The crisis around jobs is particularly acute this time not just because 205 million people worldwide are officially unemployed, nor because the quality of available jobs are frequently perceived to be declining, especially the routine middle-grade white-collar jobs workers in the developed countries, nor is it just because skilled and talented people who are in short supply earn multiples of the average salary. The problem in today’s post-crisis world is that policymakers and practitioners around the world are no longer sure how to create jobs, and just as and perhaps even more important, how to create good jobs.
It used to be the case that reviving economic growth would do the trick. Historically, unemployment returns to pre-downturn rates with a lag after output growth bounce back to its trend. This time round while key macroeconomic indicators such as real global GDP, private consumption, gross fixed investment, and world trade had all recovered to and even surpassed pre-crisis levels by 2010, unemployment rates have not followed suit. According to the ILO, the global unemployment rate was 6.2 percent in 2010, compared with 6.3 percent in 2009, but still well above the 5.6 percent rate in 2007.
Renowned economists such as Edmund Phelps and Michael Spence have indicated that what we are observing in the U.S. and other rich countries is structural unemployment rather than transitory cyclical unemployment. Globalization and technological innovation, together with consequent outsourcing and offshoring, are bringing about long-term changes in the global economy that are altering the structures of domestic labor markets. Skills that were in demand in the past have been either replaced by technology or moved to developing countries.

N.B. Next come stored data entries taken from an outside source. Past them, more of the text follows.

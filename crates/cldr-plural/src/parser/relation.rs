//! Parser over the relation token stream.
//!
//! Grammar (CLDR TR35 plural rule syntax, restricted to what the compiler
//! understands):
//!
//! ```text
//! relation  = comparison (connector comparison)*
//! comparison = operand ('%' number)? ('=' | '!=') item (',' item)*
//! item      = number ('..' number)?
//! connector = 'and' | 'or'
//! ```

use super::ast::{Comparator, Connector, LogicOp, RangeItem, Relation};
use super::error::ParseError;
use super::lexer::{Token, TokenKind, condition_text, tokenize};
use crate::types::{ModuloVar, Operand, Var};

/// Parses the condition part of a CLDR relation.
///
/// Sample clauses (`@integer ...`, `@decimal ...`) are ignored; see
/// [`parse_samples`](super::parse_samples) for those.
///
/// ```
/// use cldr_plural::parser::{Comparator, Connector, parse_relation};
///
/// let relation = parse_relation("v = 0 and i % 10 = 2..4 @integer 2~4").unwrap();
/// assert_eq!(relation.ops.len(), 2);
/// assert_eq!(relation.ops[0].next, Some(Connector::And));
/// assert_eq!(relation.ops[1].comparator, Comparator::Equals);
/// assert_eq!(relation.modulo_vars[0].name(), "i10");
/// ```
pub fn parse_relation(relation: &str) -> Result<Relation, ParseError> {
    let tokens = tokenize(relation)?;
    if tokens.is_empty() {
        return Err(ParseError::EmptyRelation {
            relation: relation.to_string(),
        });
    }

    let mut cursor = Cursor {
        relation,
        tokens,
        pos: 0,
        end_column: condition_text(relation).trim_end().len() + 1,
    };
    let mut ops = Vec::new();
    let mut modulo_vars: Vec<ModuloVar> = Vec::new();
    let mut previous = None;

    loop {
        let left = cursor.left_operand()?;
        if let Var::Modulo(var) = left {
            if !modulo_vars.contains(&var) {
                modulo_vars.push(var);
            }
        }

        let comparator = cursor.comparator()?;
        let right = cursor.items()?;
        let next = cursor.connector()?;

        ops.push(LogicOp {
            previous,
            left,
            comparator,
            right,
            next,
        });

        match next {
            Some(connector) => previous = Some(connector),
            None => break,
        }
    }

    Ok(Relation { ops, modulo_vars })
}

struct Cursor<'a> {
    relation: &'a str,
    tokens: Vec<Token<'a>>,
    pos: usize,
    end_column: usize,
}

impl<'a> Cursor<'a> {
    fn peek(&self) -> Option<Token<'a>> {
        self.tokens.get(self.pos).copied()
    }

    fn advance(&mut self) -> Option<Token<'a>> {
        let token = self.peek()?;
        self.pos += 1;
        Some(token)
    }

    fn eat(&mut self, kind: TokenKind) -> Option<Token<'a>> {
        if self.peek()?.kind == kind {
            self.advance()
        } else {
            None
        }
    }

    /// Column of the current token, or one past the last token at the end.
    fn column(&self) -> usize {
        self.peek().map_or(self.end_column, |t| t.column)
    }

    fn current_text(&self) -> String {
        self.peek().map(|t| t.text.to_string()).unwrap_or_default()
    }

    fn syntax(&self, message: impl Into<String>) -> ParseError {
        ParseError::Syntax {
            relation: self.relation.to_string(),
            column: self.column(),
            message: message.into(),
        }
    }

    fn invalid_range(&self, column: usize, token: String) -> ParseError {
        ParseError::InvalidRange {
            relation: self.relation.to_string(),
            column,
            token,
        }
    }

    fn left_operand(&mut self) -> Result<Var, ParseError> {
        let Some(word) = self.eat(TokenKind::Word) else {
            return Err(self.syntax(match self.peek() {
                Some(token) => format!("expected an operand, found '{}'", token.text),
                None => "expected an operand".to_string(),
            }));
        };

        let mut chars = word.text.chars();
        let operand = match (chars.next(), chars.next()) {
            (Some(c), None) => Operand::from_cldr(c),
            _ => None,
        };
        let Some(operand) = operand else {
            return Err(ParseError::UnknownOperand {
                relation: self.relation.to_string(),
                column: word.column,
                token: word.text.to_string(),
            });
        };

        if self.eat(TokenKind::Percent).is_none() {
            return Ok(Var::Operand(operand));
        }

        let relation = self.relation;
        let invalid_modulus = |column, token: &str| ParseError::InvalidModulus {
            relation: relation.to_string(),
            column,
            token: token.to_string(),
        };
        let Some(number) = self.eat(TokenKind::Number) else {
            return Err(invalid_modulus(self.column(), &self.current_text()));
        };
        match number.text.parse::<u64>() {
            Ok(modulus) if modulus > 0 => Ok(Var::Modulo(ModuloVar::new(operand, modulus))),
            _ => Err(invalid_modulus(number.column, number.text)),
        }
    }

    fn comparator(&mut self) -> Result<Comparator, ParseError> {
        if self.eat(TokenKind::Equals).is_some() {
            Ok(Comparator::Equals)
        } else if self.eat(TokenKind::NotEquals).is_some() {
            Ok(Comparator::NotEquals)
        } else {
            Err(self.syntax("expected '=' or '!='"))
        }
    }

    fn items(&mut self) -> Result<Vec<RangeItem>, ParseError> {
        let mut items = vec![self.item()?];
        while self.eat(TokenKind::Comma).is_some() {
            items.push(self.item()?);
        }
        Ok(items)
    }

    fn item(&mut self) -> Result<RangeItem, ParseError> {
        let column = self.column();
        let lo = self.number()?;

        if self.eat(TokenKind::DotDot).is_none() {
            return Ok(RangeItem::Value(lo));
        }

        let hi = self.number()?;
        if lo > hi {
            return Err(self.invalid_range(column, format!("{lo}..{hi}")));
        }
        Ok(RangeItem::Range { lo, hi })
    }

    fn number(&mut self) -> Result<u64, ParseError> {
        let Some(token) = self.eat(TokenKind::Number) else {
            return Err(self.invalid_range(self.column(), self.current_text()));
        };
        token
            .text
            .parse()
            .map_err(|_| self.invalid_range(token.column, token.text.to_string()))
    }

    fn connector(&mut self) -> Result<Option<Connector>, ParseError> {
        let connector = match self.peek().map(|t| t.kind) {
            None => return Ok(None),
            Some(TokenKind::And) => Connector::And,
            Some(TokenKind::Or) => Connector::Or,
            Some(_) => {
                return Err(self.syntax(format!(
                    "expected 'and', 'or' or the end of the relation, found '{}'",
                    self.current_text()
                )));
            }
        };
        self.advance();

        if self.peek().is_none() {
            return Err(self.syntax(format!("dangling '{}'", connector_text(connector))));
        }
        Ok(Some(connector))
    }
}

fn connector_text(connector: Connector) -> &'static str {
    match connector {
        Connector::And => "and",
        Connector::Or => "or",
    }
}
//! Implementation of the `makeplural check` command.

use clap::Args;
use miette::{IntoDiagnostic, Result};
use owo_colors::{OwoColorize, Stream};
use serde::Serialize;

use super::InputArgs;
use crate::output::table::{LocaleSummary, format_locale_table};

/// Arguments for the check command.
#[derive(Debug, Args)]
pub struct CheckArgs {
    #[command(flatten)]
    pub input: InputArgs,

    /// Output as JSON
    #[arg(long)]
    pub json: bool,
}

/// JSON output for the check command.
#[derive(Debug, Serialize)]
struct CheckJson {
    #[serde(skip_serializing_if = "Option::is_none")]
    cldr_version: Option<String>,
    locales: Vec<LocaleSummary>,
    others: Vec<String>,
}

/// Run the check command.
pub fn run_check(args: CheckArgs) -> Result<i32> {
    let (input, table) = match args.input.compile() {
        Ok(compiled) => compiled,
        Err(code) => return Ok(code),
    };

    let summaries: Vec<LocaleSummary> = table
        .locales
        .iter()
        .map(LocaleSummary::from_entry)
        .collect();

    if args.json {
        let output = CheckJson {
            cldr_version: input.version,
            locales: summaries,
            others: table.others,
        };
        println!(
            "{}",
            serde_json::to_string_pretty(&output).into_diagnostic()?
        );
        return Ok(exitcode::OK);
    }

    if let Some(version) = &input.version {
        println!(
            "CLDR {}",
            version.if_supports_color(Stream::Stdout, |text| text.bold())
        );
    }
    println!("{}", format_locale_table(&summaries));

    let aliases: usize = summaries.iter().map(|s| s.aliases.len()).sum();
    println!(
        "\n{} rule tables, {} aliases, {} locales with only 'other'",
        summaries
            .len()
            .if_supports_color(Stream::Stdout, |count| count.green()),
        aliases,
        table.others.len()
    );
    if !table.others.is_empty() {
        println!(
            "{}",
            table
                .others
                .join(" ")
                .if_supports_color(Stream::Stdout, |text| text.dimmed())
        );
    }

    Ok(exitcode::OK)
}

And as if things were not bad enough - the job crisis in developed countries has been further exacerbated by the sovereign debt crisis. With interest rates at historic lows, and most of them having reached their “credit limit”, few governments in the West have much capacity for further stimulus either through monetary or fiscal policy. Ironically, developed countries have now to figure out to how create jobs while living within their means, something many developing countries had successfully done for decades.
In the case of developing countries, the situation is different but at the same time similar. For example, a number of countries in the Middle East had experienced high rates of economic growth during the past decade but unemployment rates still average around 10 percent give or take, again indicating a structural phenomenon. Youth unemployment, while disproportionately high in most regions of the world, is especially rampant in the Middle East and North Africa, with rates approaching 25 percent, more than quadruple that of adults. Producing tertiary graduates with industrially relevant skills is also an important issue in MENA.

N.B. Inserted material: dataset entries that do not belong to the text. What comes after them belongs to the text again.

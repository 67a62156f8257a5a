//! The rule compiler.
//!
//! [`compile`] drives the whole pipeline: every selected locale's relations
//! are parsed and compiled into [`Predicate`]s, the operands they need are
//! resolved into a [`Preamble`], and locales with identical results are
//! merged into one [`LocaleEntry`].

mod condition;
mod context;
mod error;
mod options;
mod predicate;
mod resolver;
mod table;

use serde::Serialize;
use tracing::info;

pub use condition::{compile_relation, conditions};
pub use context::{CompilationContext, Registration};
pub use error::{CompileError, compute_suggestions};
pub use options::{CompileOptions, LocaleSelection, MissingOtherPolicy};
pub use predicate::{Clause, Predicate, Term};
pub use resolver::{Extraction, ModuloAssignment, NoFractionSource, Preamble, resolve};
pub use table::{
    CategoryPredicate, CategorySamples, LocaleRuleTable, PluralData, RuleSet, RuleStrings,
    Samples, build_locale_table,
};

/// A canonical locale and the rules it shares with its aliases.
#[derive(Debug, Clone, PartialEq, Eq, Serialize)]
pub struct LocaleEntry {
    /// Canonical tag of the first locale that produced these rules.
    pub tag: String,
    /// Every tag that resolves to this entry, sorted, including `tag`.
    pub aliases: Vec<String>,
    pub rules: RuleSet,
    #[serde(skip_serializing_if = "Samples::is_empty")]
    pub samples: Samples,
}

/// The compiled table for all selected locales.
#[derive(Debug, Clone, Default, PartialEq, Eq, Serialize)]
pub struct PluralTable {
    pub locales: Vec<LocaleEntry>,
    /// Locales whose every quantity is `other`, sorted.
    pub others: Vec<String>,
}

impl PluralTable {
    /// The entry a tag resolves to, by canonical tag or alias.
    pub fn entry(&self, tag: &str) -> Option<&LocaleEntry> {
        self.locales
            .iter()
            .find(|entry| entry.tag == tag || entry.aliases.iter().any(|alias| alias == tag))
    }

    /// Whether `tag` is listed among the locales without conditions.
    pub fn is_other(&self, tag: &str) -> bool {
        self.others.iter().any(|other| other == tag)
    }
}

/// Compiles CLDR plural data into a deduplicated rule table.
///
/// Locales are processed in lexical tag order, so the same input always
/// yields the same table and the same canonical tags.
///
/// ```
/// use cldr_plural::{CompileOptions, PluralData, RuleStrings, compile};
///
/// let mut data = PluralData::default();
/// data.cardinal.insert(
///     "en".to_string(),
///     RuleStrings::from([
///         (
///             "pluralRule-count-one".to_string(),
///             "i = 1 and v = 0 @integer 1".to_string(),
///         ),
///         (
///             "pluralRule-count-other".to_string(),
///             " @integer 0, 2~16".to_string(),
///         ),
///     ]),
/// );
///
/// let table = compile(&data, &CompileOptions::default()).unwrap();
/// let en = table.entry("en").unwrap();
/// assert_eq!(
///     en.rules.cardinal[1].predicate.as_ref().unwrap().to_string(),
///     "i == 1 && v == 0"
/// );
/// ```
pub fn compile(data: &PluralData, options: &CompileOptions) -> Result<PluralTable, CompileError> {
    let selected: Vec<(&String, &RuleStrings)> = match options.locales() {
        LocaleSelection::All => data.cardinal.iter().collect(),
        LocaleSelection::Only(tags) => {
            let mut selected = tags
                .iter()
                .map(|tag| {
                    data.cardinal
                        .get_key_value(tag)
                        .ok_or_else(|| unknown_locale(data, tag))
                })
                .collect::<Result<Vec<_>, _>>()?;
            selected.sort_by(|a, b| a.0.cmp(b.0));
            selected.dedup_by(|a, b| a.0 == b.0);
            selected
        }
    };
    if selected.is_empty() {
        return Err(CompileError::NoLocales);
    }

    let mut context = CompilationContext::new(options);
    for (tag, cardinal) in selected {
        context.add_locale(tag, cardinal, data.ordinal.get(tag))?;
    }
    if context.is_empty() {
        return Err(CompileError::NoLocales);
    }

    let table = context.finish();
    info!(
        locales = table.locales.len(),
        others = table.others.len(),
        "compiled plural rules"
    );
    Ok(table)
}

fn unknown_locale(data: &PluralData, tag: &str) -> CompileError {
    let available: Vec<String> = data.cardinal.keys().cloned().collect();
    CompileError::UnknownLocale {
        locale: tag.to_string(),
        suggestions: compute_suggestions(tag, &available),
    }
}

With it being such a current and critical development issue, job creation became one of the key discussion topics at this year’s World Bank-IMF Annual Meetings. There were several events focusing on jobs, including a Global Development Debate on Job and Opportunities for All. This high-level event brought together emerging countries policymakers and experts who shared their perspectives on this tremendously important question from their respective positions.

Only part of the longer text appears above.